What is Securitization? Definition, Types, and Examples

What is Securitization

Securitization is a financial process that involves pooling together financial assets and transforming them into securities that can be traded on the open market.

The securitization process involves turning illiquid assets into liquid assets that can be bought and sold, which increases liquidity in the market and allows for a more efficient allocation of capital.

In this article, we will explore what securitization is, and its types, and provide some examples of securitization in action.

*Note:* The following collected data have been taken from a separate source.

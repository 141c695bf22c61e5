use chrono::{FixedOffset, NaiveDate};
use std::env;
use std::path::PathBuf;
use thiserror::Error;
use url::Url;

#[derive(Error, Debug)]
pub enum ConfigError {
    #[error("invalid value for {var}: '{value}'")]
    Invalid { var: &'static str, value: String },
}

#[derive(Clone, Debug)]
pub struct Config {
    pub odds_api_key: String,
    pub odds_api_base_url: String,
    pub odds_regions: String,
    pub preferred_bookmaker: String,
    pub scores_days_from: u8,
    pub demo_fallback: bool,

    pub season_start: NaiveDate,
    pub season_year: i32,

    pub site_output: PathBuf,
    pub results_path: PathBuf,

    pub discord_webhook_url: Option<Url>,
    pub discord_min_confidence: u8,

    pub git_publish: bool,
    pub git_repo_dir: PathBuf,
    pub git_remote: String,
    pub git_branch: String,

    pub utc_offset: FixedOffset,
    pub server_port: u16,
}

impl Config {
    pub fn from_env() -> Result<Self, ConfigError> {
        Self::from_lookup(|key| env::var(key).ok())
    }

    /// Build from any key lookup; `from_env` passes the process environment.
    pub fn from_lookup<F>(lookup: F) -> Result<Self, ConfigError>
    where
        F: Fn(&str) -> Option<String>,
    {
        let get = |key: &str| lookup(key).filter(|v| !v.trim().is_empty());
        let or = |key: &str, default: &str| get(key).unwrap_or_else(|| default.to_string());

        let scores_days_from: u8 = parse(&get, "SCORES_DAYS_FROM", 3)?;
        if !(1..=3).contains(&scores_days_from) {
            return Err(invalid("SCORES_DAYS_FROM", scores_days_from.to_string()));
        }

        let season_start = match get("SEASON_START") {
            Some(v) => NaiveDate::parse_from_str(&v, "%Y-%m-%d").map_err(|_| invalid("SEASON_START", v))?,
            None => NaiveDate::from_ymd_opt(2025, 9, 5).ok_or_else(|| invalid("SEASON_START", "2025-09-05"))?,
        };

        let discord_webhook_url = match get("DISCORD_WEBHOOK_URL") {
            Some(v) => Some(Url::parse(&v).map_err(|_| invalid("DISCORD_WEBHOOK_URL", v))?),
            None => None,
        };

        let offset_hours: i32 = parse(&get, "UTC_OFFSET_HOURS", -4)?;
        let utc_offset = offset_hours
            .checked_mul(3600)
            .and_then(FixedOffset::east_opt)
            .ok_or_else(|| invalid("UTC_OFFSET_HOURS", offset_hours.to_string()))?;

        Ok(Self {
            odds_api_key: or("ODDS_API_KEY", ""),
            odds_api_base_url: or("ODDS_API_BASE_URL", "https://api.the-odds-api.com")
                .trim_end_matches('/')
                .to_string(),
            odds_regions: or("ODDS_REGIONS", "us"),
            preferred_bookmaker: or("PREFERRED_BOOKMAKER", "bovada"),
            scores_days_from,
            demo_fallback: parse_bool(&get, "DEMO_FALLBACK", true)?,

            season_start,
            season_year: parse(&get, "SEASON_YEAR", 2025)?,

            site_output: PathBuf::from(or("SITE_OUTPUT", "index.html")),
            results_path: PathBuf::from(or("RESULTS_PATH", "results.json")),

            discord_webhook_url,
            discord_min_confidence: parse(&get, "DISCORD_MIN_CONFIDENCE", 75)?,

            git_publish: parse_bool(&get, "GIT_PUBLISH", false)?,
            git_repo_dir: PathBuf::from(or("GIT_REPO_DIR", ".")),
            git_remote: or("GIT_REMOTE", "origin"),
            git_branch: or("GIT_BRANCH", "main"),

            utc_offset,
            server_port: parse(&get, "PORT", 8080)?,
        })
    }
}

fn invalid(var: &'static str, value: impl Into<String>) -> ConfigError {
    ConfigError::Invalid { var, value: value.into() }
}

fn parse<T, G>(get: &G, var: &'static str, default: T) -> Result<T, ConfigError>
where
    T: std::str::FromStr,
    G: Fn(&str) -> Option<String>,
{
    match get(var) {
        Some(v) => v.trim().parse().map_err(|_| invalid(var, v)),
        None => Ok(default),
    }
}

fn parse_bool<G>(get: &G, var: &'static str, default: bool) -> Result<bool, ConfigError>
where
    G: Fn(&str) -> Option<String>,
{
    match get(var).map(|v| v.trim().to_lowercase()) {
        Some(v) if matches!(v.as_str(), "true" | "1" | "yes") => Ok(true),
        Some(v) if matches!(v.as_str(), "false" | "0" | "no") => Ok(false),
        Some(v) => Err(invalid(var, v)),
        None => Ok(default),
    }
}
// Fair (no-vig) price utilities

use crate::calculations::odds::{american_to_decimal, decimal_to_american};

/// Maximum acceptable margin (12%) - prices with a higher margin are unreliable
const MAX_MARGIN: f64 = 0.12;

/// Calculate fair American prices using "Margin Weights Proportional to the Odds".
/// Formula: Of = (n * O) / (n - M * O)
/// Where O is the decimal price and M is the book margin: M = (Sum(1/O) - 1)
///
/// Returns None if:
/// - Fewer than two prices are given
/// - Any price is zero
/// - Margin exceeds 12% (unreliable market)
pub fn calculate_fair_odds(american: &[i32]) -> Option<Vec<i32>> {
    if american.len() < 2 {
        return None;
    }

    let decimal_odds = american
        .iter()
        .map(|&o| american_to_decimal(o).ok())
        .collect::<Option<Vec<f64>>>()?;

    let sum_inv: f64 = decimal_odds.iter().map(|&o| 1.0 / o).sum();
    let margin = sum_inv - 1.0;

    if margin > MAX_MARGIN {
        return None;
    }

    let n = decimal_odds.len() as f64;
    let mut fair_odds = Vec::with_capacity(decimal_odds.len());

    for &o in &decimal_odds {
        let denominator = n - margin * o;
        if denominator <= 0.0 {
            return None;
        }
        let fair = (n * o) / denominator;
        fair_odds.push(decimal_to_american(fair).ok()?);
    }

    Some(fair_odds)
}

/// Book margin (overround) of a market, e.g. 0.0476 for -110/-110.
pub fn market_margin(american: &[i32]) -> Option<f64> {
    let mut sum_inv = 0.0;
    for &o in american {
        sum_inv += 1.0 / american_to_decimal(o).ok()?;
    }
    Some(sum_inv - 1.0)
}

#[cfg(test)]
mod tests {
    use super::*;

    #[test]
    fn symmetric_market_is_even_money_without_vig() {
        let fair = calculate_fair_odds(&[-110, -110]).unwrap();
        // -100 and +100 are the same price
        assert!(fair.iter().all(|price| price.abs() == 100));
    }

    #[test]
    fn favorite_stays_favorite() {
        let fair = calculate_fair_odds(&[-165, 140]).unwrap();
        assert!(fair[0] < 0);
        assert!(fair[1] > 0);
        // Without the vig both sides pay more
        assert!(fair[0] > -165);
        assert!(fair[1] > 140);
    }

    #[test]
    fn rejects_bad_input() {
        assert!(calculate_fair_odds(&[-110]).is_none());
        assert!(calculate_fair_odds(&[0, -110]).is_none());
        // ~25% margin
        assert!(calculate_fair_odds(&[-200, -200]).is_none());
    }

    #[test]
    fn margin_of_standard_juice() {
        let margin = market_margin(&[-110, -110]).unwrap();
        assert!((margin - 0.0476).abs() < 1e-3);
    }
}
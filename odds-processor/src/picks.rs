//! Against-the-spread pick model.
//!
//! The model compares the margin a team's season numbers project with the
//! margin the market implies. The market's implied home margin is `-spread`:
//! a home spread of `-3.5` means the book expects home to win by 3.5.

use crate::stats::TeamMetrics;
use crate::types::{Game, Pick, Side, Units};

/// Points credited to the home side
pub const HOME_FIELD: f64 = 2.5;

/// Projection must beat the market by this much before taking a side
const EDGE_THRESHOLD: f64 = 1.5;

/// Price assumed for a spread leg when the book did not quote one
pub const STANDARD_JUICE: i32 = -110;

const BASE_CONFIDENCE: f64 = 50.0;
const CONFIDENCE_PER_GAME: f64 = 8.0;
const CONFIDENCE_PER_POINT: f64 = 5.0;
const MAX_VALUE_CONFIDENCE: f64 = 20.0;
const MAX_CONFIDENCE: f64 = 85.0;
const FALLBACK_CONFIDENCE: u8 = 55;

/// Format a handicap for display: `+3.5`, `-2.5`, `PK`
pub fn format_line(points: f64) -> String {
    if points == 0.0 {
        "PK".to_string()
    } else {
        format!("{:+}", points)
    }
}

/// Home margin projected from season point differential plus recent form
pub fn expected_margin(away: &TeamMetrics, home: &TeamMetrics) -> f64 {
    (home.point_differential + home.offensive_trend) - (away.point_differential + away.offensive_trend)
        + HOME_FIELD
}

pub fn calculate_pick(game: &Game, away: &TeamMetrics, home: &TeamMetrics) -> Pick {
    let expected = expected_margin(away, home);
    let market = -game.spread;
    let value = (expected - market).abs();

    let (side, reasoning) = if expected > market + EDGE_THRESHOLD {
        (
            Side::Home,
            format!(
                "{}'s {:+.1} point differential projects a {:.1}-point margin, more than the {} line gives them.",
                game.home_team, home.point_differential, expected, format_line(game.spread)
            ),
        )
    } else if expected < market - EDGE_THRESHOLD {
        (
            Side::Away,
            format!(
                "{}'s season numbers say the {} line is too generous to {}.",
                game.away_team,
                format_line(-game.spread),
                game.home_team
            ),
        )
    } else if game.spread >= 0.0 {
        (Side::Home, "Taking the points in what projects as a close game.".to_string())
    } else {
        (Side::Away, "Taking the points in what projects as a close game.".to_string())
    };

    let sample = away.games_played.min(home.games_played);
    let base = BASE_CONFIDENCE + sample as f64 * CONFIDENCE_PER_GAME;
    let value_bonus = (value * CONFIDENCE_PER_POINT).min(MAX_VALUE_CONFIDENCE);
    let confidence = (base + value_bonus).min(MAX_CONFIDENCE).round() as u8;

    build_pick(
        game,
        side,
        confidence,
        reasoning,
        Some(round1(expected)),
        Some(round1(value)),
        sample,
    )
}

/// Pick used when either team has no results yet: take the points.
pub fn fallback_pick(game: &Game) -> Pick {
    let side = if game.spread < 0.0 { Side::Away } else { Side::Home };
    build_pick(
        game,
        side,
        FALLBACK_CONFIDENCE,
        "Limited season data available for analysis".to_string(),
        None,
        None,
        0,
    )
}

fn build_pick(
    game: &Game,
    side: Side,
    confidence: u8,
    reasoning: String,
    expected_margin: Option<f64>,
    value: Option<f64>,
    games_analyzed: u32,
) -> Pick {
    let (team, points, price) = match side {
        Side::Home => (&game.home_team, game.spread, game.home_spread_price),
        Side::Away => (&game.away_team, -game.spread, game.away_spread_price),
    };

    Pick {
        team: team.clone(),
        side,
        line: format_line(points),
        price: price.filter(|&p| p != 0).unwrap_or(STANDARD_JUICE),
        confidence,
        units: Units::from_confidence(confidence),
        reasoning,
        expected_margin,
        value,
        games_analyzed,
    }
}

fn round1(value: f64) -> f64 {
    (value * 10.0).round() / 10.0
}

#[cfg(test)]
mod tests {
    use super::*;
    use crate::types::League;
    use chrono::{TimeZone, Utc};

    fn game(spread: f64) -> Game {
        Game {
            league: League::Nfl,
            away_team: "Kansas City Chiefs".to_string(),
            home_team: "Buffalo Bills".to_string(),
            commence_time: Utc.with_ymd_and_hms(2025, 9, 22, 0, 15, 0).unwrap(),
            spread,
            home_spread_price: Some(-105),
            away_spread_price: None,
            total: 51.5,
            away_ml: Some(110),
            home_ml: Some(-130),
        }
    }

    fn metrics(games: u32, diff: f64, trend: f64) -> TeamMetrics {
        TeamMetrics {
            games_played: games,
            record: "1-1".to_string(),
            avg_points_for: 24.0,
            avg_points_against: 24.0 - diff,
            point_differential: diff,
            offensive_trend: trend,
            defensive_trend: 0.0,
            last_points_for: 24,
            last_points_against: 20,
            win_percentage: 0.5,
        }
    }

    #[test]
    fn line_formatting() {
        assert_eq!(format_line(3.5), "+3.5");
        assert_eq!(format_line(-2.5), "-2.5");
        assert_eq!(format_line(0.0), "PK");
        assert_eq!(format_line(7.0), "+7");
    }

    #[test]
    fn strong_home_team_lays_the_points() {
        // expected = (10 + 0) - (0 + 0) + 2.5 = 12.5 vs market 3
        let pick = calculate_pick(&game(-3.0), &metrics(3, 0.0, 0.0), &metrics(3, 10.0, 0.0));
        assert_eq!(pick.side, Side::Home);
        assert_eq!(pick.line, "-3");
        assert_eq!(pick.price, -105);
        assert_eq!(pick.expected_margin, Some(12.5));
        assert_eq!(pick.value, Some(9.5));
        // 50 + 24 + 20 capped at 85
        assert_eq!(pick.confidence, 85);
        assert_eq!(pick.units, Units::Three);
    }

    #[test]
    fn overpriced_favorite_gets_faded() {
        // expected = 0 - 6 + 2.5 = -3.5 vs market 7
        let pick = calculate_pick(&game(-7.0), &metrics(1, 6.0, 0.0), &metrics(1, 0.0, 0.0));
        assert_eq!(pick.side, Side::Away);
        assert_eq!(pick.team, "Kansas City Chiefs");
        assert_eq!(pick.line, "+7");
        assert_eq!(pick.price, STANDARD_JUICE);
        assert_eq!(pick.short_team(), "Chiefs");
    }

    #[test]
    fn close_game_takes_the_points() {
        // expected = 2.5 vs market 2.5
        let pick = calculate_pick(&game(-2.5), &metrics(1, 0.0, 0.0), &metrics(1, 0.0, 0.0));
        assert_eq!(pick.side, Side::Away);
        assert_eq!(pick.line, "+2.5");
        // 50 + 8 + 0
        assert_eq!(pick.confidence, 58);
        assert_eq!(pick.units, Units::One);

        let pick = calculate_pick(&game(3.0), &metrics(1, 4.0, 0.0), &metrics(1, 0.0, 0.0));
        assert_eq!(pick.side, Side::Home);
        assert_eq!(pick.line, "+3");
    }

    #[test]
    fn fallback_takes_the_underdog() {
        let pick = fallback_pick(&game(-2.5));
        assert_eq!(pick.side, Side::Away);
        assert_eq!(pick.confidence, 55);
        assert_eq!(pick.label(), "Chiefs +2.5 (1U)");
    }
}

Definition of Securitization

Securitization is a financial process that involves pooling together various financial assets, such as mortgages, car loans, credit card receivables, or any other type of loan or receivable, and transforming them into securities that can be sold to investors. These securities are then traded on the open market, providing investors with a way to invest in a diversified portfolio of assets.

Types of Securitization

There are different types of securitization based on the type of asset being securitized, the structure of the security, and the risk involved. Some of the most common types of securitization include:

  1. Mortgage-Backed Securities (MBS) – This type of securitization involves pooling together residential or commercial mortgages and transforming them into securities. Investors can then purchase these securities, which are backed by the underlying mortgages.
  2. Asset-Backed Securities (ABS) – This type of securitization involves pooling together assets such as car loans, credit card receivables, or any other type of loan or receivable and transforming them into securities. Investors can then purchase these securities, which are backed by the underlying assets.
  3. Collateralized Debt Obligations (CDO) – This type of securitization involves pooling together different types of debt, such as corporate bonds, and transforming them into securities. Investors can then purchase these securities, which are backed by the underlying debt.

Example of Securitization

To understand how securitization works, let us consider an example of mortgage-backed securities (MBS). A mortgage lender may originate a large number of mortgages with varying interest rates and terms. The lender then pools together these mortgages and sells them to a special purpose vehicle (SPV), which is a legal entity created solely for the purpose of securitizing the mortgages.

The SPV then issues MBS, which are securities backed by the underlying mortgages. These MBS are sold to investors, who receive periodic payments of principal and interest from the underlying mortgages. The cash flows from the mortgages are used to pay interest and principal to the MBS investors.

Conclusion

Securitization is a financial process that has become an essential part of the global financial system. It enables financial institutions to transform illiquid assets into liquid securities, which increases liquidity in the market and provides investors with access to a diversified portfolio of assets. The different types of securitization offer investors a range of investment options with varying levels of risk and return. As the financial industry continues to evolve, securitization will remain a critical tool for managing risk and creating value.